**ASSIGNMENT**
In the records below, find the line holding "assert!(matches!(err, EvalError::InvalidParam(_)));" and the line holding "async fn test_replayed_item_event_counts_once()". Set down both, with every line between them, exactly.

**SUPPLIED ENTRIES**
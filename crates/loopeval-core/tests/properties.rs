mod common;

use common::{assert_stats_balanced, fast_config, Harness, SPACE, WAIT};
use loopeval_core::aggregate::compute;
use loopeval_core::errors::{ErrorKind, EvalError};
use loopeval_core::events::ItemEvalEvent;
use loopeval_core::model::{AggregatorType, EvalMode, ExptStatus, RunState};
use loopeval_core::storage::Store;
use loopeval_core::worker::ItemRun;
use serde_json::json;
use std::collections::BTreeMap;
use std::time::{Duration, Instant};

#[tokio::test(flavor = "multi_thread", worker_threads = 4)]
async fn test_stats_cover_every_item_and_settle() {
    let h = Harness::start().await;
    let turns = (0..7)
        .map(|i| json!({"id": format!("I{}", i), "score": i as f64 / 10.0}))
        .collect();
    let set = h.dataset("balanced", turns);
    let ev = h.evaluator("judge").await;
    let (e, _) = h
        .engine
        .manager()
        .submit(&h.ctx(), h.offline("balanced", set, vec![ev]))
        .await
        .unwrap();

    let created = h.engine.store().get_stats(e.id).unwrap().unwrap();
    assert_eq!(created.total_cnt, 7);
    assert_stats_balanced(&h.engine, e.id);

    let done = h.engine.wait_for_terminal(SPACE, e.id, WAIT).await.unwrap();
    assert!(done.status.is_terminal());
    let s = h.engine.store().get_stats(e.id).unwrap().unwrap();
    assert_eq!(s.total_cnt, 7);
    assert_eq!((s.pending_cnt, s.processing_cnt), (0, 0));
    assert_stats_balanced(&h.engine, e.id);

    h.engine.shutdown().await;
}

#[tokio::test(flavor = "multi_thread", worker_threads = 4)]
async fn test_turn_cells_only_reference_experiment_evaluators() {
    let h = Harness::start().await;
    let set = h.dataset(
        "cells",
        vec![json!({"id": "I1", "score": 1.0}), json!({"id": "I2", "score": 0.5})],
    );
    let a = h.evaluator("judge-a").await;
    let b = h.evaluator("judge-b").await;
    let _unused = h.evaluator("judge-c").await;
    let (e, _) = h
        .engine
        .manager()
        .submit(&h.ctx(), h.offline("cells", set, vec![a, b]))
        .await
        .unwrap();
    h.engine.wait_for_terminal(SPACE, e.id, WAIT).await.unwrap();

    let turns = h.engine.store().scan_turn_results(e.id, None, 100).unwrap();
    assert_eq!(turns.len(), 2);
    for t in turns {
        let keys: Vec<_> = t.evaluator_results.keys().copied().collect();
        assert_eq!(keys, {
            let mut k = vec![a, b];
            k.sort();
            k
        });
    }

    h.engine.shutdown().await;
}

#[tokio::test(flavor = "multi_thread", worker_threads = 2)]
async fn test_duplicate_ids_rejected_on_create() {
    let h = Harness::start().await;
    let set = h.dataset("dupes", vec![json!({"id": "I1"})]);
    let ev = h.evaluator("judge").await;
    let err = h
        .engine
        .manager()
        .create(&h.ctx(), h.offline("dupes", set, vec![ev, ev]))
        .await
        .unwrap_err();
    assert!(matches!(err, EvalError::InvalidParam(_)));
    assert!(h.engine.manager().check_name(SPACE, "dupes", None).unwrap());
    h.engine.shutdown().await;
}

#[tokio::test]
async fn test_replayed_item_event_counts_once() {
    let h = Harness::unstarted(Store::memory().unwrap(), fast_config());
    let set = h.dataset(
        "replay",
        vec![json!({"id": "I1", "score": 1.0}), json!({"id": "I2", "score": 1.0})],
    );
    let ev = h.evaluator("judge").await;
    let e = h
        .engine
        .manager()
        .create(&h.ctx(), h.offline("replay", set, vec![ev]))
        .await
        .unwrap();
    let run = h.engine.manager().run(&h.ctx(), SPACE, e.id, EvalMode::Submit).await.unwrap();
    let first = h.engine.store().list_item_results(e.id, &[], 1).unwrap()[0].item_id;

    let event = ItemEvalEvent {
        expt_id: e.id,
        run_id: run.run_id,
        item_id: first,
        space_id: SPACE,
        retry_count: 0,
        ext: BTreeMap::new(),
    };
    let mut outcomes = Vec::new();
    for _ in 0..4 {
        outcomes.push(h.engine.worker().process(&h.ctx(), &event).await.unwrap());
    }
    assert_eq!(outcomes[0], ItemRun::Succeeded);
    assert!(outcomes[1..].iter().all(|o| *o == ItemRun::Duplicate), "{:?}", outcomes);

    let s = h.engine.store().get_stats(e.id).unwrap().unwrap();
    assert_eq!((s.success_cnt, s.pending_cnt), (1, 1));
    assert_eq!(h.engine.store().get_turn_results(e.id, first).unwrap().len(), 1);
    assert_eq!(h.evaluator.calls.load(std::sync::atomic::Ordering::SeqCst), 1);
}

#[tokio::test]
async fn test_redispatch_after_capacity_keeps_retry_budget() {
    let h = Harness::unstarted(Store::memory().unwrap(), fast_config());
    let set = h.dataset(
        "budget",
        vec![json!({"id": "A", "fail": "always"}), json!({"id": "B", "score": 1.0})],
    );
    let ev = h.evaluator("judge").await;
    let mut req = h.offline("budget", set, vec![ev]);
    req.item_concurrency = Some(1);
    let e = h.engine.manager().create(&h.ctx(), req).await.unwrap();
    let run = h.engine.manager().run(&h.ctx(), SPACE, e.id, EvalMode::Submit).await.unwrap();
    let items = h.engine.store().list_item_results(e.id, &[], 2).unwrap();
    let (a, b) = (items[0].item_id, items[1].item_id);

    let event = |retry_count| ItemEvalEvent {
        expt_id: e.id,
        run_id: run.run_id,
        item_id: a,
        space_id: SPACE,
        retry_count,
        ext: BTreeMap::new(),
    };
    let worker = h.engine.worker();
    assert_eq!(
        worker.process(&h.ctx(), &event(0)).await.unwrap(),
        ItemRun::Retrying { retry_count: 1 }
    );

    // B holds the only slot when A's retry lands.
    let store = h.engine.store();
    assert!(matches!(
        store.claim_item(e.id, b, run.run_id, 1).unwrap(),
        loopeval_core::storage::ClaimOutcome::Claimed(_)
    ));
    assert_eq!(worker.process(&h.ctx(), &event(1)).await.unwrap(), ItemRun::AtCapacity);
    assert!(store.release_claim(e.id, b).unwrap());

    // The scheduler re-dispatches with a fresh event.
    assert_eq!(
        worker.process(&h.ctx(), &event(0)).await.unwrap(),
        ItemRun::Retrying { retry_count: 2 }
    );
    assert_eq!(worker.process(&h.ctx(), &event(0)).await.unwrap(), ItemRun::Failed);

    let stored = store.get_item_result(e.id, a).unwrap().unwrap();
    assert_eq!(stored.run_state, RunState::Failed);
    let err = stored.error.unwrap();
    assert_eq!(err.kind, ErrorKind::ExhaustedRetries);
    assert!(err.message.starts_with("exhausted retries"));
}

#[tokio::test(flavor = "multi_thread", worker_threads = 4)]
async fn test_processing_never_exceeds_item_concurrency() {
    let mut cfg = fast_config();
    cfg.workers.item_eval = 8;
    let h = Harness::start_with(cfg).await;
    let turns = (0..16)
        .map(|i| json!({"id": format!("I{}", i), "score": 1.0, "delay_ms": 20}))
        .collect();
    let set = h.dataset("bounded", turns);
    let ev = h.evaluator("judge").await;
    let mut req = h.offline("bounded", set, vec![ev]);
    req.item_concurrency = Some(3);
    let (e, _) = h.engine.manager().submit(&h.ctx(), req).await.unwrap();

    let started = Instant::now();
    let mut peak = 0;
    loop {
        let s = h.engine.store().get_stats(e.id).unwrap().unwrap();
        assert!(s.processing_cnt <= 3, "processing {} above bound", s.processing_cnt);
        peak = peak.max(s.processing_cnt);
        if h.engine.manager().get(SPACE, e.id).unwrap().status.is_terminal() {
            break;
        }
        assert!(started.elapsed() < WAIT);
        tokio::time::sleep(Duration::from_millis(2)).await;
    }
    assert!(peak >= 1);

    h.engine.shutdown().await;
}

#[tokio::test(flavor = "multi_thread", worker_threads = 4)]
async fn test_space_quota_bounds_live_experiments() {
    let mut cfg = fast_config();
    cfg.default_space_quota = 1;
    let h = Harness::start_with(cfg).await;
    let set = h.dataset("quota", vec![json!({"id": "I1", "score": 1.0, "delay_ms": 30})]);
    let ev = h.evaluator("judge").await;

    let (first, _) = h
        .engine
        .manager()
        .submit(&h.ctx(), h.offline("first", set, vec![ev]))
        .await
        .unwrap();
    let err = h
        .engine
        .manager()
        .submit(&h.ctx(), h.offline("second", set, vec![ev]))
        .await
        .unwrap_err();
    assert!(matches!(err, EvalError::QuotaDenied(_)), "{:?}", err);

    h.engine.wait_for_terminal(SPACE, first.id, WAIT).await.unwrap();
    assert_eq!(h.engine.quota().usage(SPACE).unwrap().in_use, 0);
    let (second, _) = h
        .engine
        .manager()
        .submit(&h.ctx(), h.offline("second", set, vec![ev]))
        .await
        .unwrap();
    assert_eq!(second.status, ExptStatus::Processing);

    h.engine.shutdown().await;
}

#[tokio::test]
async fn test_pending_experiment_holds_quota_until_terminal() {
    let mut cfg = fast_config();
    cfg.default_space_quota = 1;
    let h = Harness::unstarted(Store::memory().unwrap(), cfg);
    let set = h.dataset("idle", vec![json!({"id": "I1", "score": 1.0})]);
    let ev = h.evaluator("judge").await;

    let idle = h
        .engine
        .manager()
        .create(&h.ctx(), h.offline("idle", set, vec![ev]))
        .await
        .unwrap();
    assert_eq!(idle.status, ExptStatus::Pending);
    let err = h
        .engine
        .manager()
        .create(&h.ctx(), h.offline("waiting", set, vec![ev]))
        .await
        .unwrap_err();
    assert!(matches!(err, EvalError::QuotaDenied(_)), "{:?}", err);

    let holders = h.engine.quota().reconcile().unwrap();
    assert_eq!(holders.get(&SPACE), Some(&1));
    assert_eq!(h.engine.quota().usage(SPACE).unwrap().in_use, 1);

    h.engine.manager().kill(&h.ctx(), SPACE, idle.id).await.unwrap();
    assert_eq!(h.engine.quota().usage(SPACE).unwrap().in_use, 0);
    h.engine
        .manager()
        .create(&h.ctx(), h.offline("waiting", set, vec![ev]))
        .await
        .unwrap();
}

#[tokio::test(flavor = "multi_thread", worker_threads = 2)]
async fn test_kill_pending_experiment_stops_everything() {
    let h = Harness::start().await;
    let set = h.dataset("pending", vec![json!({"id": "I1", "score": 1.0})]);
    let ev = h.evaluator("judge").await;
    let e = h
        .engine
        .manager()
        .create(&h.ctx(), h.offline("pending", set, vec![ev]))
        .await
        .unwrap();
    let killed = h.engine.manager().kill(&h.ctx(), SPACE, e.id).await.unwrap();
    assert_eq!(killed.status, ExptStatus::Terminated);
    tokio::time::sleep(Duration::from_millis(100)).await;
    assert_eq!(h.engine.store().count_turn_results(e.id).unwrap(), 0);
    let err = h.engine.manager().kill(&h.ctx(), SPACE, e.id).await.unwrap_err();
    assert!(matches!(err, EvalError::InvalidState(_)));
    h.engine.shutdown().await;
}

#[test]
fn test_average_matches_mean_of_present_scores() {
    let scores = vec![Some(0.1), None, Some(0.7), Some(f64::NAN), Some(1.0), Some(0.4)];
    let out = compute(&scores, &[AggregatorType::Average, AggregatorType::Sum], None);
    let present = [0.1, 0.7, 1.0, 0.4];
    let expected = present.iter().sum::<f64>() / present.len() as f64;
    let avg = out
        .iter()
        .find(|r| r.aggregator_type == AggregatorType::Average)
        .and_then(|r| r.value())
        .unwrap();
    assert!((avg - expected).abs() < 1e-12);
}

#[tokio::test(flavor = "multi_thread", worker_threads = 4)]
async fn test_stored_average_ignores_unscored_turns() {
    let h = Harness::start().await;
    let set = h.dataset(
        "avg",
        vec![
            json!({"id": "I1", "score": 0.2}),
            json!({"id": "I2", "score": 0.9}),
            json!({"id": "I3"}),
        ],
    );
    let ev = h.evaluator("judge").await;
    let (e, _) = h
        .engine
        .manager()
        .submit(&h.ctx(), h.offline("avg", set, vec![ev]))
        .await
        .unwrap();
    let (_, aggs) = h.engine.wait_for_aggregates(SPACE, e.id, WAIT).await.unwrap();
    let avg = aggs[0].get(AggregatorType::Average).unwrap().value().unwrap();
    assert!((avg - 0.55).abs() < 1e-9);
    let sum = aggs[0].get(AggregatorType::Sum).unwrap().value().unwrap();
    assert!((sum - 1.1).abs() < 1e-9);
    h.engine.shutdown().await;
}
pub mod catalog_repo;
pub mod experiment_repo;
pub mod result_repo;
pub mod schema;
pub mod store;

pub use experiment_repo::{EvaluatorLink, ExptFilter, OrderBy, OrderField, Page, StatusTransition};
pub use result_repo::ClaimOutcome;
pub use store::Store;
//! Prompt evaluator: renders the version's messages and asks an LLM for a verdict.

use crate::llm::{ChatRequest, LlmClient};
use crate::render::{placeholders, render};
use async_trait::async_trait;
use loopeval_core::context::Ctx;
use loopeval_core::errors::{EvalError, EvalResult};
use loopeval_core::evaluator::{
    EvaluatorContent, EvaluatorExecutor, EvaluatorInput, EvaluatorKind, EvaluatorOutput, EvaluatorVersion,
    PromptMessage,
};
use std::sync::Arc;

const EPSILON: f64 = 1e-9;

pub struct PromptEvaluator {
    llm: Arc<dyn LlmClient>,
}

impl PromptEvaluator {
    pub fn new(llm: Arc<dyn LlmClient>) -> Self {
        Self { llm }
    }
}

/// Score and reason extracted from a judge reply.
#[derive(Debug, Clone, PartialEq)]
pub struct JudgeVerdict {
    pub score: f64,
    pub reason: Option<String>,
}

/// Pulls `{"score": .., "reason": ..}` out of a reply. Code fences and
/// surrounding prose are tolerated; the first JSON object wins.
pub fn parse_verdict(text: &str) -> anyhow::Result<JudgeVerdict> {
    let start = text
        .find('{')
        .ok_or_else(|| anyhow::anyhow!("judge reply has no JSON object"))?;
    let end = text
        .rfind('}')
        .filter(|e| *e > start)
        .ok_or_else(|| anyhow::anyhow!("judge reply has no JSON object"))?;
    let obj: serde_json::Value = serde_json::from_str(&text[start..=end])
        .map_err(|e| anyhow::anyhow!("judge reply is not valid JSON: {}", e))?;

    let score = match obj.get("score") {
        Some(serde_json::Value::Number(n)) => n.as_f64(),
        Some(serde_json::Value::String(s)) => s.trim().parse::<f64>().ok(),
        Some(serde_json::Value::Bool(b)) => Some(if *b { 1.0 } else { 0.0 }),
        _ => None,
    }
    .filter(|s| s.is_finite())
    .ok_or_else(|| anyhow::anyhow!("judge reply has no numeric score"))?;

    let reason = obj
        .get("reason")
        .or_else(|| obj.get("reasoning"))
        .and_then(|v| v.as_str())
        .map(str::to_string);
    Ok(JudgeVerdict { score, reason })
}

/// Snaps a score onto the closest allowed value.
pub fn snap_to_value_set(score: f64, value_set: &[f64]) -> f64 {
    value_set
        .iter()
        .copied()
        .filter(|v| v.is_finite())
        .min_by(|a, b| {
            (a - score)
                .abs()
                .partial_cmp(&(b - score).abs())
                .unwrap_or(std::cmp::Ordering::Equal)
        })
        .unwrap_or(score)
}

fn render_messages(messages: &[PromptMessage], input: &EvaluatorInput) -> Vec<PromptMessage> {
    messages
        .iter()
        .map(|m| PromptMessage {
            role: m.role.clone(),
            content: render(&m.content, |k| input.var(k)),
        })
        .collect()
}

#[async_trait]
impl EvaluatorExecutor for PromptEvaluator {
    fn kind(&self) -> EvaluatorKind {
        EvaluatorKind::Prompt
    }

    fn validate(&self, content: &EvaluatorContent) -> EvalResult<()> {
        let EvaluatorContent::Prompt { messages, .. } = content else {
            return Err(EvalError::InvalidParam("prompt evaluator needs prompt content".into()));
        };
        if messages.is_empty() {
            return Err(EvalError::InvalidParam("prompt evaluator has no messages".into()));
        }
        for m in messages {
            if !matches!(m.role.as_str(), "system" | "user" | "assistant") {
                return Err(EvalError::InvalidParam(format!("unsupported message role '{}'", m.role)));
            }
        }
        if messages.iter().all(|m| placeholders(&m.content).is_empty()) {
            return Err(EvalError::InvalidParam(
                "prompt evaluator references no input variables".into(),
            ));
        }
        Ok(())
    }

    async fn execute(
        &self,
        _ctx: &Ctx,
        version: &EvaluatorVersion,
        input: &EvaluatorInput,
    ) -> EvalResult<EvaluatorOutput> {
        let EvaluatorContent::Prompt { messages, model, tools } = &version.content else {
            return Err(EvalError::InvalidParam(format!(
                "evaluator version {} is not a prompt evaluator",
                version.id
            )));
        };
        let req = ChatRequest {
            messages: render_messages(messages, input),
            model: model.clone(),
            tools: tools.clone(),
        };
        let resp = self.llm.chat(&req).await.map_err(|e| {
            EvalError::UpstreamUnavailable(format!("{} judge call failed: {}", self.llm.provider_name(), e))
        })?;
        let verdict = parse_verdict(&resp.text).map_err(|e| EvalError::Internal(e.to_string()))?;

        let score = match &version.value_set {
            Some(vs) if !vs.is_empty() => {
                let snapped = snap_to_value_set(verdict.score, vs);
                if (snapped - verdict.score).abs() > EPSILON {
                    tracing::debug!(
                        event = "judge.score_snapped",
                        evaluator_version_id = version.id,
                        raw = verdict.score,
                        snapped,
                    );
                }
                snapped
            }
            _ => verdict.score,
        };

        Ok(EvaluatorOutput {
            score: Some(score),
            reasoning: verdict.reason,
            usage: resp.usage,
        })
    }
}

**FINISHED TASK**
    assert!(matches!(err, EvalError::InvalidParam(_)));
    assert!(h.engine.manager().check_name(SPACE, "dupes", None).unwrap());
    h.engine.shutdown().await;
}

#[tokio::test]
async fn test_replayed_item_event_counts_once() {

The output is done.